In 2007 I moved to North Carolina for grad school and my run of Pirate home openers ended. I decided earlier this spring that I had to start a new streak in 2014. Living out of state, I couldn’t be home for any of 2013’s dramatic playoff run. I watched the huge crowds at PNC Park lose their minds over big wins and heckle Johnny Cueto into oblivion and go crazy during NLDS games with extreme jealously last fall; I didn’t want to miss another opportunity at that.
We’re a few days past it now, so you probably already know that the game was a pretty amazing way to start the season for Pirate fans. It started with various Pirates receiving their 2013 awards from Pirates of the past, and it ended with Pittsburgh native Neil Walker hitting a walk-off home run in the bottom of the tenth. PNC Park was loud from beginning to end.

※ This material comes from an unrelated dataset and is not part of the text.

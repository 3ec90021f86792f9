// CLI command implementations

pub mod analyze;
pub mod export;
pub mod stats;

Chants of “M-V-P! M-V-P!” and “Let’s go Pedro!” spontaneously popped up in the bleachers throughout the afternoon. When the bottom of the ninth started with the game tied at zero and McCutchen and Alvarez due up, Jolly Roger flags waved all across the ballpark. All of this happened without prompting. Nobody came to the game to see a post-game fireworks show or to get an Oliver Perez bobblehead doll. It was the sort of day that I personally had dreamed about for a while.

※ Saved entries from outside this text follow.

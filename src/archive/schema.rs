use rusqlite::{Connection, Result};
use tracing::{debug, info};

/// SQLite schema version
pub const SCHEMA_VERSION: i32 = 1;

/// Entity tables, in the order rows must be written for references to resolve
pub const ENTITY_TABLES: [&str; 13] = [
    "modules",
    "resources",
    "classes",
    "tags",
    "attributes",
    "definitions",
    "relationships",
    "examples",
    "tag_examples",
    "tag_usage",
    "attribute_examples",
    "attribute_usage",
    "issues",
];

/// Initialize the archive schema
pub fn init_schema(conn: &Connection) -> Result<()> {
    debug!("Initializing archive schema v{}", SCHEMA_VERSION);

    conn.execute(
        "CREATE TABLE IF NOT EXISTS schema_version (
            version INTEGER PRIMARY KEY,
            applied_at TEXT NOT NULL DEFAULT CURRENT_TIMESTAMP
        )",
        [],
    )?;

    let current_version: i32 = conn
        .query_row(
            "SELECT COALESCE(MAX(version), 0) FROM schema_version",
            [],
            |row| row.get(0),
        )
        .unwrap_or(0);

    debug!("Current schema version: {}", current_version);

    if current_version < SCHEMA_VERSION {
        info!("Upgrading archive schema from v{} to v{}", current_version, SCHEMA_VERSION);
        apply_migrations(conn, current_version)?;
    }

    Ok(())
}

/// Apply migrations from current version to latest
fn apply_migrations(conn: &Connection, from_version: i32) -> Result<()> {
    for version in (from_version + 1)..=SCHEMA_VERSION {
        debug!("Applying migration v{}", version);
        if version == 1 {
            create_v1_schema(conn)?;
        }

        conn.execute(
            "INSERT INTO schema_version (version) VALUES (?1)",
            [version],
        )?;
    }

    Ok(())
}

/// Create v1 schema: one table per entity kind, `id` is the 0-based
/// creation position and every `*_id` column holds such a position
fn create_v1_schema(conn: &Connection) -> Result<()> {
    conn.execute_batch(
        "CREATE TABLE IF NOT EXISTS meta (
            key TEXT PRIMARY KEY,
            value TEXT NOT NULL
        );

        CREATE TABLE IF NOT EXISTS modules (
            id INTEGER PRIMARY KEY,
            identifier TEXT NOT NULL UNIQUE,
            name TEXT NOT NULL,
            version TEXT,
            official INTEGER NOT NULL
        );

        CREATE TABLE IF NOT EXISTS resources (
            id INTEGER PRIMARY KEY,
            path TEXT NOT NULL,
            module_id INTEGER NOT NULL REFERENCES modules(id),
            content_hash TEXT
        );

        CREATE TABLE IF NOT EXISTS classes (
            id INTEGER PRIMARY KEY,
            identifier TEXT NOT NULL UNIQUE,
            name TEXT NOT NULL,
            module_id INTEGER REFERENCES modules(id)
        );

        CREATE TABLE IF NOT EXISTS tags (
            id INTEGER PRIMARY KEY,
            identifier TEXT NOT NULL UNIQUE,
            name TEXT NOT NULL,
            module_id INTEGER REFERENCES modules(id)
        );

        CREATE TABLE IF NOT EXISTS attributes (
            id INTEGER PRIMARY KEY,
            identifier TEXT NOT NULL UNIQUE,
            name TEXT NOT NULL,
            module_id INTEGER REFERENCES modules(id)
        );

        CREATE TABLE IF NOT EXISTS definitions (
            id INTEGER PRIMARY KEY,
            identifier TEXT NOT NULL UNIQUE,
            is_abstract INTEGER NOT NULL,
            parent_name TEXT,
            parent_id INTEGER REFERENCES definitions(id),
            module_id INTEGER REFERENCES modules(id),
            class_id INTEGER REFERENCES classes(id),
            resource_id INTEGER REFERENCES resources(id)
        );

        CREATE TABLE IF NOT EXISTS relationships (
            id INTEGER PRIMARY KEY,
            parent_id INTEGER NOT NULL REFERENCES tags(id),
            child_id INTEGER NOT NULL REFERENCES tags(id),
            context_id INTEGER REFERENCES tags(id)
        );

        CREATE INDEX IF NOT EXISTS idx_relationships_child
         ON relationships(child_id);

        CREATE TABLE IF NOT EXISTS examples (
            id INTEGER PRIMARY KEY,
            value TEXT NOT NULL
        );

        CREATE TABLE IF NOT EXISTS tag_examples (
            id INTEGER PRIMARY KEY,
            example_id INTEGER NOT NULL REFERENCES examples(id),
            relationship_id INTEGER NOT NULL REFERENCES relationships(id)
        );

        CREATE TABLE IF NOT EXISTS tag_usage (
            id INTEGER PRIMARY KEY,
            tag_example_id INTEGER NOT NULL REFERENCES tag_examples(id),
            definition_id INTEGER NOT NULL REFERENCES definitions(id)
        );

        CREATE INDEX IF NOT EXISTS idx_tag_usage_example
         ON tag_usage(tag_example_id);

        CREATE TABLE IF NOT EXISTS attribute_examples (
            id INTEGER PRIMARY KEY,
            example_id INTEGER NOT NULL REFERENCES examples(id),
            tag_id INTEGER NOT NULL REFERENCES tags(id),
            attribute_id INTEGER NOT NULL REFERENCES attributes(id)
        );

        CREATE TABLE IF NOT EXISTS attribute_usage (
            id INTEGER PRIMARY KEY,
            attribute_example_id INTEGER NOT NULL REFERENCES attribute_examples(id),
            definition_id INTEGER NOT NULL REFERENCES definitions(id)
        );

        CREATE TABLE IF NOT EXISTS issues (
            id INTEGER PRIMARY KEY,
            severity INTEGER NOT NULL,
            message TEXT NOT NULL,
            module_id INTEGER REFERENCES modules(id),
            resource_id INTEGER REFERENCES resources(id),
            definition_id INTEGER REFERENCES definitions(id),
            class_id INTEGER REFERENCES classes(id),
            tag_id INTEGER REFERENCES tags(id),
            attribute_id INTEGER REFERENCES attributes(id)
        );

        CREATE INDEX IF NOT EXISTS idx_issues_severity
         ON issues(severity);",
    )?;

    Ok(())
}

#[cfg(test)]
mod tests {
    use super::*;
    use rusqlite::Connection;

    #[test]
    fn test_init_schema() {
        let conn = Connection::open_in_memory().unwrap();
        init_schema(&conn).unwrap();

        let tables: Vec<String> = conn
            .prepare("SELECT name FROM sqlite_master WHERE type='table' ORDER BY name")
            .unwrap()
            .query_map([], |row| row.get(0))
            .unwrap()
            .collect::<Result<Vec<_>>>()
            .unwrap();

        for table in ENTITY_TABLES {
            assert!(tables.contains(&table.to_string()), "missing table {}", table);
        }
        assert!(tables.contains(&"meta".to_string()));
        assert!(tables.contains(&"schema_version".to_string()));
    }

    #[test]
    fn test_idempotent_init() {
        let conn = Connection::open_in_memory().unwrap();
        init_schema(&conn).unwrap();
        init_schema(&conn).unwrap();

        let count: i32 = conn
            .query_row("SELECT COUNT(*) FROM schema_version", [], |row| row.get(0))
            .unwrap();
        assert_eq!(count, 1);

        let version: i32 = conn
            .query_row("SELECT MAX(version) FROM schema_version", [], |row| row.get(0))
            .unwrap();
        assert_eq!(version, SCHEMA_VERSION);
    }
}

When you’re the fan of a bad baseball team without much hope, you mark different milestones during the season. I remember seeing Andrew McCutchen play in person for the first time in Durham in 2008. I remember the weird night later that summer when Pirate fans waited until midnight with bated breath to see if Pedro Alvarez would sign a contract after being drafted second overall by the Pirates, and I remember the late night celebration that his signing induced. I personally spent countless hours sifting through PitchFX data for pitchers like James McDonald and Charlie Morton, trying to convince myself that there was some kind of hope they would turn into solid big leaguers. The games I remember attending would be meaningless to anyone that wasn’t at the games; the double-header where Rob Mackowiak hit a walk-off home run in the first leg, then a game-tying homer in the ninth inning of the second game, all on the day his son was born. A Pedro Alvarez walk-off homer to cap a ridiculous rally before a George Thorogood concert (this is the sort of thing people would look forward to at PNC Park before Pirate games were worth it). Oliver Perez striking out 14 Braves only to lose 1-0 on a Chipper Jones solo home run because the Pirates could somehow not score off of Russ Ortiz.
The odd thing about being stuck in a rut like the one that the Pirates were in is that you, as a fan, can’t ever really know what anything means. Sometimes moments that seem to be meaningful (like James McDonald’s masterful debut after being traded to the Pirates in 2010) turn out to have no impact on the club’s ultimate destiny, and moments that seem minor (like signing Jason Grilli to a late-season deal in 2011) are huge. As the season goes on, I’d like to look at other small-market, doomed-for-the-present clubs and pull those little moments apart, but for now I’ll take one more moment to bask in the glow of a “true” Opening Day in Pittsburgh. What made Monday afternoon great was that I could sit in the ballpark, drink in the atmosphere, and just enjoy the game for itself. In the past, every Pirate game came with a lingering question: OK, that just happened, so what does that mean for the future when the Pirates are contenders? For the Pirates now, a win is just a win. That seems like a minor thing, but that itself made Monday different than any other Pirate home opener I’ve attended.